▶ _RECORDS FOR PROCESSING_:
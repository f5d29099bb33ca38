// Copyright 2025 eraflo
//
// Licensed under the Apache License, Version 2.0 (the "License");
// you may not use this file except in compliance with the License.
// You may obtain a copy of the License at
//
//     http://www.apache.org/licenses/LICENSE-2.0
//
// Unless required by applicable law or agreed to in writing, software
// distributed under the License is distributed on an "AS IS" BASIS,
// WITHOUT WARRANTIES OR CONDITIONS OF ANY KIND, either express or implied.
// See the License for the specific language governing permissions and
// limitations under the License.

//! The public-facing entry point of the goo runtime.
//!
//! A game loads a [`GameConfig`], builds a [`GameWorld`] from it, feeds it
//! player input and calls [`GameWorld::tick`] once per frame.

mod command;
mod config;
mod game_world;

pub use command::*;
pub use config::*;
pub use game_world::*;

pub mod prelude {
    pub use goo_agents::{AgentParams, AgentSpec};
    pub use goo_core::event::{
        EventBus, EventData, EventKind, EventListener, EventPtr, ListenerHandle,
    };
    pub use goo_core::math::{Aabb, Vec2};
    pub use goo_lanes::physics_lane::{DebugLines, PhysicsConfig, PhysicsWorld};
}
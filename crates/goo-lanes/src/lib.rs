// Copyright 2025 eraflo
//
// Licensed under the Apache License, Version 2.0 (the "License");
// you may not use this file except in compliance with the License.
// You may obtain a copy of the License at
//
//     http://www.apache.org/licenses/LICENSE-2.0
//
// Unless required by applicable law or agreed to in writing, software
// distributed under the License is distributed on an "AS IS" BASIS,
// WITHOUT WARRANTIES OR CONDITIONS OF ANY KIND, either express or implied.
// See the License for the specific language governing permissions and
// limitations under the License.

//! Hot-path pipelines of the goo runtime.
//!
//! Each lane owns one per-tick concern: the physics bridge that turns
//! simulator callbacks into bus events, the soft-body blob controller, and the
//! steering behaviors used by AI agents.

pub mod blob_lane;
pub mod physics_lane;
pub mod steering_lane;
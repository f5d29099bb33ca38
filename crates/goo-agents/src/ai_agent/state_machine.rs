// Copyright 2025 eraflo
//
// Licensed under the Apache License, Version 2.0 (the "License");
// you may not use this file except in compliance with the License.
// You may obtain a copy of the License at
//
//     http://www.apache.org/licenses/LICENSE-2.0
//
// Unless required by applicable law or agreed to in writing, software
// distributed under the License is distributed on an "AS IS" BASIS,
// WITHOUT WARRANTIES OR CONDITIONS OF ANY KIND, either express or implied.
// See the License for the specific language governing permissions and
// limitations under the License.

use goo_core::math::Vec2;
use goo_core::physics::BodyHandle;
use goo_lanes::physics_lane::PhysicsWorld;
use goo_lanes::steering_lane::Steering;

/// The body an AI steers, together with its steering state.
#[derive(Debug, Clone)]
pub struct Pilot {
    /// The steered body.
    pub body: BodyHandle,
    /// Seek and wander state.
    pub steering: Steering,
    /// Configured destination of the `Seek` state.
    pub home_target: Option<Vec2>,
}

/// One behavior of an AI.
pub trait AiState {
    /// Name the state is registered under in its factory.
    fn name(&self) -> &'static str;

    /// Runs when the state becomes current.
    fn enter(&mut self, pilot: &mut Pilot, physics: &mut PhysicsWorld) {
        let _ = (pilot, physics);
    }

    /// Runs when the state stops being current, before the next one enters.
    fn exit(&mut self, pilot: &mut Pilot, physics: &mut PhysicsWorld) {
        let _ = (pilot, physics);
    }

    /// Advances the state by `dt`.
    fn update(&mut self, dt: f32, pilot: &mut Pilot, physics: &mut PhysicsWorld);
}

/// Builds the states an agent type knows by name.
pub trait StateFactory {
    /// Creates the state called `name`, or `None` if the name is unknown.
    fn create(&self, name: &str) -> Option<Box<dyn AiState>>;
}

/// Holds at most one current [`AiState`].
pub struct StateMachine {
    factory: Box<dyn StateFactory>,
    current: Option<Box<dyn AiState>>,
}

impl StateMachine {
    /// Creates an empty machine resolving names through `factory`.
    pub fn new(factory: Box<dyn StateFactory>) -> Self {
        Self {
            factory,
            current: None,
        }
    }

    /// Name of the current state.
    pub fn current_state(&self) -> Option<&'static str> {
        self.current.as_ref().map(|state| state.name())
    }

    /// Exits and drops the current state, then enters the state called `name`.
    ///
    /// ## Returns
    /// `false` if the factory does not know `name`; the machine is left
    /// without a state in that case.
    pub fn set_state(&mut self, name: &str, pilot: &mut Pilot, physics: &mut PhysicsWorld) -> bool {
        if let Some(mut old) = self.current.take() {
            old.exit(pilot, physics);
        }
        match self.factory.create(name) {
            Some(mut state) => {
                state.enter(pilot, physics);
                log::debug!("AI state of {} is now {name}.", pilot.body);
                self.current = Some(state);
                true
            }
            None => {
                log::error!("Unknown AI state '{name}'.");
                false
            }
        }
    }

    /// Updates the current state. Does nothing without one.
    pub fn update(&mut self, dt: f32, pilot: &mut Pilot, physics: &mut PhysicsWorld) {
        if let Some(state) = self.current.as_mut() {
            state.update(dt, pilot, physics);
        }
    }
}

---

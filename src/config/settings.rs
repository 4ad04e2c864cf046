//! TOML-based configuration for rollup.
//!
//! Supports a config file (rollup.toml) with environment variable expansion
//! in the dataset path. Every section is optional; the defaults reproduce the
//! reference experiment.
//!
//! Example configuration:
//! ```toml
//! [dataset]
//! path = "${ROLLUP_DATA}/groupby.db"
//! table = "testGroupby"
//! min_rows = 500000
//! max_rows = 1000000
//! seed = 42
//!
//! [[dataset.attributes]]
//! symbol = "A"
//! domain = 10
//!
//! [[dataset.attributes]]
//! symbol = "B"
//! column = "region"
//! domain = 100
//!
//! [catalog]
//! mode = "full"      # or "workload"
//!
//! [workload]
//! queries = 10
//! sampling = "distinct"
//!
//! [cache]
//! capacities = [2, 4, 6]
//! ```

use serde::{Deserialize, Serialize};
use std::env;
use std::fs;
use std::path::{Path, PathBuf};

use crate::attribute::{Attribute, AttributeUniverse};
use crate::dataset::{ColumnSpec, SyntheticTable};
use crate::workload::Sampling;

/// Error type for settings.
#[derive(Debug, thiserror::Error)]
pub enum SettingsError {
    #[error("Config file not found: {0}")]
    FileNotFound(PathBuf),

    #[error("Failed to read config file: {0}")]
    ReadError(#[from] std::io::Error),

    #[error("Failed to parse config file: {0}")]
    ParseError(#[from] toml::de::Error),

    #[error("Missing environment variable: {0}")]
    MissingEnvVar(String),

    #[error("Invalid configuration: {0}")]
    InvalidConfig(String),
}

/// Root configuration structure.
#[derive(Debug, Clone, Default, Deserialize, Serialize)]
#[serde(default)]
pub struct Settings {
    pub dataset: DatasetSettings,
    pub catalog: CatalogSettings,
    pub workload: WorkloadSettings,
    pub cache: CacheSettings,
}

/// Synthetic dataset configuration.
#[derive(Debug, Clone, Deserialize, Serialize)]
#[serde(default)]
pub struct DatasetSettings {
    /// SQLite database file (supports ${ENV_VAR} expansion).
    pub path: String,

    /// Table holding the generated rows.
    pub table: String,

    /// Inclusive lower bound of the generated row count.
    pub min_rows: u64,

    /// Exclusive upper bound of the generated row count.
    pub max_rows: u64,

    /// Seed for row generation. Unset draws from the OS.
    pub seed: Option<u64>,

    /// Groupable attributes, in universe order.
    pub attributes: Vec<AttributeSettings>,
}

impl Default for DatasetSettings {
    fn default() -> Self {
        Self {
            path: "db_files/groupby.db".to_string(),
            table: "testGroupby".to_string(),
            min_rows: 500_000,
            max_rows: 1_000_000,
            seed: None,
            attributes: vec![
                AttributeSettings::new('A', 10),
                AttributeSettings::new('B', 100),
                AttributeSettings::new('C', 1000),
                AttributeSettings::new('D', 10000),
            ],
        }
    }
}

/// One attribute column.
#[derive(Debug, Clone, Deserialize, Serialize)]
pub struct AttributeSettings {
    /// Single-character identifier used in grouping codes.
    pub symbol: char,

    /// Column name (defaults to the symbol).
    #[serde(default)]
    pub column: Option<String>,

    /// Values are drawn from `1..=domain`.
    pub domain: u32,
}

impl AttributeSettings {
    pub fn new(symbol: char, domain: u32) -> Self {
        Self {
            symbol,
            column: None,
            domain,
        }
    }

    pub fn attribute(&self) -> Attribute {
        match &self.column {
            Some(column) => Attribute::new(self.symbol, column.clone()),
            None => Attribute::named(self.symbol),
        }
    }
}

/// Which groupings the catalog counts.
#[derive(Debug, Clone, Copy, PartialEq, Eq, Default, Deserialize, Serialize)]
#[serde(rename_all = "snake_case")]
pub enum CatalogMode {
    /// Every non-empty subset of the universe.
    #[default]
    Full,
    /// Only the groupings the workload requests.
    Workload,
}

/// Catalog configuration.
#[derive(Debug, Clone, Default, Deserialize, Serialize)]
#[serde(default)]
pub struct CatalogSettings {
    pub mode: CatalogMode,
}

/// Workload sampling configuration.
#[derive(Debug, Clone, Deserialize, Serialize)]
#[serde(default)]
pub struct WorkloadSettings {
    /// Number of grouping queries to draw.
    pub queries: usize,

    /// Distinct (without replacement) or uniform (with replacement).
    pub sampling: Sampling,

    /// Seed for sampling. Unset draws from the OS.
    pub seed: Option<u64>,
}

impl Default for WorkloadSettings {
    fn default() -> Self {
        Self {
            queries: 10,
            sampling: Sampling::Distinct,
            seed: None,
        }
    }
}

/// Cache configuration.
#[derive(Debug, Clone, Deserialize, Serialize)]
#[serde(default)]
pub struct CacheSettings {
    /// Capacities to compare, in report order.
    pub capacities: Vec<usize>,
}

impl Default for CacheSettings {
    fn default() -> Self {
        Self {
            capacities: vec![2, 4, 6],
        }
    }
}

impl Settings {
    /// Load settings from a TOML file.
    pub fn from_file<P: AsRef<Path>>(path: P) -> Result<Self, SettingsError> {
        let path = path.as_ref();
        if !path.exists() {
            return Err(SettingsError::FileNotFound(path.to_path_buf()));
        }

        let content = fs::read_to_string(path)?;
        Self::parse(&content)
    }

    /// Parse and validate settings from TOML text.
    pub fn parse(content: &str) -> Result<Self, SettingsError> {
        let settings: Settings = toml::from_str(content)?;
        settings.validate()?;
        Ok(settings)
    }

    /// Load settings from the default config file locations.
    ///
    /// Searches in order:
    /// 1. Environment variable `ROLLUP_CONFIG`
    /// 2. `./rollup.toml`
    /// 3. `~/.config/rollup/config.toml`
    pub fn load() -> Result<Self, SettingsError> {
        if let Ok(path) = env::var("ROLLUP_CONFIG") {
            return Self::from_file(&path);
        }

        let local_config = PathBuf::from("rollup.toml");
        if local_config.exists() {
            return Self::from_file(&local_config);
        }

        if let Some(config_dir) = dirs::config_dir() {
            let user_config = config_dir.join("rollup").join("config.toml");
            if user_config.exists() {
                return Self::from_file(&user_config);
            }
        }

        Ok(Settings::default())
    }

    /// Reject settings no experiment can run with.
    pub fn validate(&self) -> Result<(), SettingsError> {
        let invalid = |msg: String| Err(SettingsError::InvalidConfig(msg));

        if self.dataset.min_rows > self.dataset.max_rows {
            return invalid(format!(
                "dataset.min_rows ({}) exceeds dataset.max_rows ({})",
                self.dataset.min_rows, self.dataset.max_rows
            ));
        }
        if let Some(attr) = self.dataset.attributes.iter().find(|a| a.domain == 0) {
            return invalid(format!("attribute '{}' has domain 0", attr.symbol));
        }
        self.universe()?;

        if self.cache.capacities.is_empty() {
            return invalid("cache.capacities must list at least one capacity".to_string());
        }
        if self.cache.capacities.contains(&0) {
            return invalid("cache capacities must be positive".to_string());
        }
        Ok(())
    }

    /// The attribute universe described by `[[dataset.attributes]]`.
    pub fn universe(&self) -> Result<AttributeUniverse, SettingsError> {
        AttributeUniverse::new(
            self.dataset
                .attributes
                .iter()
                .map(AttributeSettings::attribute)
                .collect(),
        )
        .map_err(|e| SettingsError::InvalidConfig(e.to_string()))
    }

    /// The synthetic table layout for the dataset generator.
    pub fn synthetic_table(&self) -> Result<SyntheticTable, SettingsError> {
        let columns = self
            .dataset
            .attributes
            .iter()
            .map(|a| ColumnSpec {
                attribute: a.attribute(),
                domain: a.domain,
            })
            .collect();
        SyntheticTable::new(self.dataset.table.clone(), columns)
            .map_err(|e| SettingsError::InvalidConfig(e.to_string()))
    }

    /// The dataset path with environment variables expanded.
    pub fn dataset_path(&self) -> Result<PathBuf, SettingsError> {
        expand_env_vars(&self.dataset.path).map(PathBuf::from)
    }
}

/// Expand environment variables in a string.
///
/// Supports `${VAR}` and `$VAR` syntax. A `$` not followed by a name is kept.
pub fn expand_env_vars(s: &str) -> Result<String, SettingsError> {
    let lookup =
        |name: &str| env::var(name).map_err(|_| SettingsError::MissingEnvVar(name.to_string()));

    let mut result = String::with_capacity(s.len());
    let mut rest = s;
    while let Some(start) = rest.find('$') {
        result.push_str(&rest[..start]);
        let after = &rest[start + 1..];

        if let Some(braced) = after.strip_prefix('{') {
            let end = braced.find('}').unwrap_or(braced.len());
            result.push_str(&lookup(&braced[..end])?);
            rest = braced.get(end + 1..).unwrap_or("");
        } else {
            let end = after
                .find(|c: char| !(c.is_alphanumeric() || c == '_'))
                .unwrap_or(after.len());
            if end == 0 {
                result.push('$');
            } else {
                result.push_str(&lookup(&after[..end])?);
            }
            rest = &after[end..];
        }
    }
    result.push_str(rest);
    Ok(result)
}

--

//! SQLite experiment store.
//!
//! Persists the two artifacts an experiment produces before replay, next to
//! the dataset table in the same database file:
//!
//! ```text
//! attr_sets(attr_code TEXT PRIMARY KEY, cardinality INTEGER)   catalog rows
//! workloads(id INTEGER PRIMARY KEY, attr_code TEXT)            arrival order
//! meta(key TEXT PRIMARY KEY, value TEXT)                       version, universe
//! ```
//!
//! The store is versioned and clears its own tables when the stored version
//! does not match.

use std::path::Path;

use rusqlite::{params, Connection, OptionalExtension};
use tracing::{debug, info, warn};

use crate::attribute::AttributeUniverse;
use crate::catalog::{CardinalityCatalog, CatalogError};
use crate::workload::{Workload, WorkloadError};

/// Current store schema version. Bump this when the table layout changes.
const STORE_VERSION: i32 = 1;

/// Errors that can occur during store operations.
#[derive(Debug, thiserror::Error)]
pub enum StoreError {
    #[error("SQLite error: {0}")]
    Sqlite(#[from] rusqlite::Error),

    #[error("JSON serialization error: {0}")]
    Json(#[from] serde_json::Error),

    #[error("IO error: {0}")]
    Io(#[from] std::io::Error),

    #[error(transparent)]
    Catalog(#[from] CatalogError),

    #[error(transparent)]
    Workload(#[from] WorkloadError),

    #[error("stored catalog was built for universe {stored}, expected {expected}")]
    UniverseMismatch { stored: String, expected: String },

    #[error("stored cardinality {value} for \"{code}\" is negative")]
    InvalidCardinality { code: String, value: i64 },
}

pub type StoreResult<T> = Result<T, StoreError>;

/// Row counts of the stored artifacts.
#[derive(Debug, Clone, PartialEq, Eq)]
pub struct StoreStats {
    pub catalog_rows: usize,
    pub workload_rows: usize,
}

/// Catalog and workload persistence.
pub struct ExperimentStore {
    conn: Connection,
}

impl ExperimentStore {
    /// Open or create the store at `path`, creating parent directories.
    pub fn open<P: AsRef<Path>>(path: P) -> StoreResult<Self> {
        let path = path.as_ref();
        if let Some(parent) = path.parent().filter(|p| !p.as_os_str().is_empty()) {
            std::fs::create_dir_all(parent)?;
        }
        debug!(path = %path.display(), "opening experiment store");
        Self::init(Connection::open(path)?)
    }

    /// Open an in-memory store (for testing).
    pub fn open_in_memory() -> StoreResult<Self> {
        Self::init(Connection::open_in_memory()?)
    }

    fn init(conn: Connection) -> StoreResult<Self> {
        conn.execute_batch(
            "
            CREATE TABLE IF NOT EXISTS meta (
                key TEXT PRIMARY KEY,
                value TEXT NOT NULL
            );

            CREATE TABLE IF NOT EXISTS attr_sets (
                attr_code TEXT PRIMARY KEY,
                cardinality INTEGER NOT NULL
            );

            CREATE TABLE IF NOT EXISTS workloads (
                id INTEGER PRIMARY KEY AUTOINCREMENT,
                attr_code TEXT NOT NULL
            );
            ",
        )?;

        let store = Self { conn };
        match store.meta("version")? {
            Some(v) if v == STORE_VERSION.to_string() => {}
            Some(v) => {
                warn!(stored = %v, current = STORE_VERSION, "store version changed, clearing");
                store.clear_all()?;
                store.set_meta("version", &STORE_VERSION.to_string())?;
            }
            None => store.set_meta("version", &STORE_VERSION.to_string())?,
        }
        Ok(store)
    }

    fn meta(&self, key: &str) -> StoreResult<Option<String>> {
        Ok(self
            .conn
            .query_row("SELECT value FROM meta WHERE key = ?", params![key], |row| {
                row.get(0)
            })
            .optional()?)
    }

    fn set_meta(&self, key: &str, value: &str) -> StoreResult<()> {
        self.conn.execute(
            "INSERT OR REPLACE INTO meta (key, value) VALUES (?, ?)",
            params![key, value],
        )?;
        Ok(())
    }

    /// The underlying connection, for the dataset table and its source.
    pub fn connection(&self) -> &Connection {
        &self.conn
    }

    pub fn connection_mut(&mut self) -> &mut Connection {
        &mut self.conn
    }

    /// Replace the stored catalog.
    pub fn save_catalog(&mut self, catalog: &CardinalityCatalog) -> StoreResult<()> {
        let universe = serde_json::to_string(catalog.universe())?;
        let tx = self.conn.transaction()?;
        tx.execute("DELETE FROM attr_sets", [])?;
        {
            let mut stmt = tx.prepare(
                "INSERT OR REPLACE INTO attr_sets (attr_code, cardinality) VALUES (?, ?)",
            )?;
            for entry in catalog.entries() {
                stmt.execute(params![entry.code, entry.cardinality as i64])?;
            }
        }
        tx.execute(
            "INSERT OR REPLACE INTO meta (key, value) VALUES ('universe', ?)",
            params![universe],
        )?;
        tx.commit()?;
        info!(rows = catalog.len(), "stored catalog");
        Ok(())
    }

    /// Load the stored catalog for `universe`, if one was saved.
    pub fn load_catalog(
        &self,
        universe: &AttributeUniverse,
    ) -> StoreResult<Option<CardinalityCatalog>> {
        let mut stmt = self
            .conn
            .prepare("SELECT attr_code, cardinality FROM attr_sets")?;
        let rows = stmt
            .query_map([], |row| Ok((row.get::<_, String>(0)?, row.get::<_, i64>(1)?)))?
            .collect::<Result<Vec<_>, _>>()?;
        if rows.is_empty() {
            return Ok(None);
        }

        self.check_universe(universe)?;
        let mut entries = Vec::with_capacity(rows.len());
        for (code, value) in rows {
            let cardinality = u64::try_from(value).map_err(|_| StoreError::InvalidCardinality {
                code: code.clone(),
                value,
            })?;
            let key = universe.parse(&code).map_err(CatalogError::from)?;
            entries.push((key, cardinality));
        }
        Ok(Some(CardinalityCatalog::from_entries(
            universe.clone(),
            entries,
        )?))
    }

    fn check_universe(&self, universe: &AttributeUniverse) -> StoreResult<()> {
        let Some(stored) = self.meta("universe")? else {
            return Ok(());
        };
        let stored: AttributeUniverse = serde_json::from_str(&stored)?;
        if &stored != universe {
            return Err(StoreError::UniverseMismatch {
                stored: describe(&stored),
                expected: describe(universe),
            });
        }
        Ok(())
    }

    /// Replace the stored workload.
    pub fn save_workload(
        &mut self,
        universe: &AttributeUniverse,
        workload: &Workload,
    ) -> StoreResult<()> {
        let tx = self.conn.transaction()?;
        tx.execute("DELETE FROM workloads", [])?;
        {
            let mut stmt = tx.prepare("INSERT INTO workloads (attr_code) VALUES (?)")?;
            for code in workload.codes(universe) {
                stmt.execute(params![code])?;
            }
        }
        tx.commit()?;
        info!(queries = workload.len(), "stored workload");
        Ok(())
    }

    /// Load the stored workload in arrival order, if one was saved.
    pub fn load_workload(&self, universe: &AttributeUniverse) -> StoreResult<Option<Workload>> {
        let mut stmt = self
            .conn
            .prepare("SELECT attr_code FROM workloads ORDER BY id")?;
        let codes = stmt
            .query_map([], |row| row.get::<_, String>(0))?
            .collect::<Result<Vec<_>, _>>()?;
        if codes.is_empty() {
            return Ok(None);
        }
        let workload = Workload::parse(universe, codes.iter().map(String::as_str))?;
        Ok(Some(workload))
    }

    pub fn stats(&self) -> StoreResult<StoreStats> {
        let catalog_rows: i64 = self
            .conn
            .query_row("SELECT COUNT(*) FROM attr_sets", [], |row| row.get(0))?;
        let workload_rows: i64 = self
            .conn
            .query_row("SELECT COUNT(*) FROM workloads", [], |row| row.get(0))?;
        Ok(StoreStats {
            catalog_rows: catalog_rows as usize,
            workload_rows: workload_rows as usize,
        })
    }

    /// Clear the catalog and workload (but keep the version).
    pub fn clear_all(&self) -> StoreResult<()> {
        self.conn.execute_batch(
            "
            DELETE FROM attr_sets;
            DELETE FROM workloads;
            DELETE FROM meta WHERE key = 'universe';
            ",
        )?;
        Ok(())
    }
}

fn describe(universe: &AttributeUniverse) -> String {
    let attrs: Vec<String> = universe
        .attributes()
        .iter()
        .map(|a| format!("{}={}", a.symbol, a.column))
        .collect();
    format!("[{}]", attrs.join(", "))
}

▶ _TASK_:
Within the listing above, find every line containing the string "after" and return it.

▶ _SOLUTION BELOW_:
        let after = &rest[start + 1..];
        if let Some(braced) = after.strip_prefix('{') {
            let end = after
                .unwrap_or(after.len());
                result.push_str(&lookup(&after[..end])?);
            rest = &after[end..];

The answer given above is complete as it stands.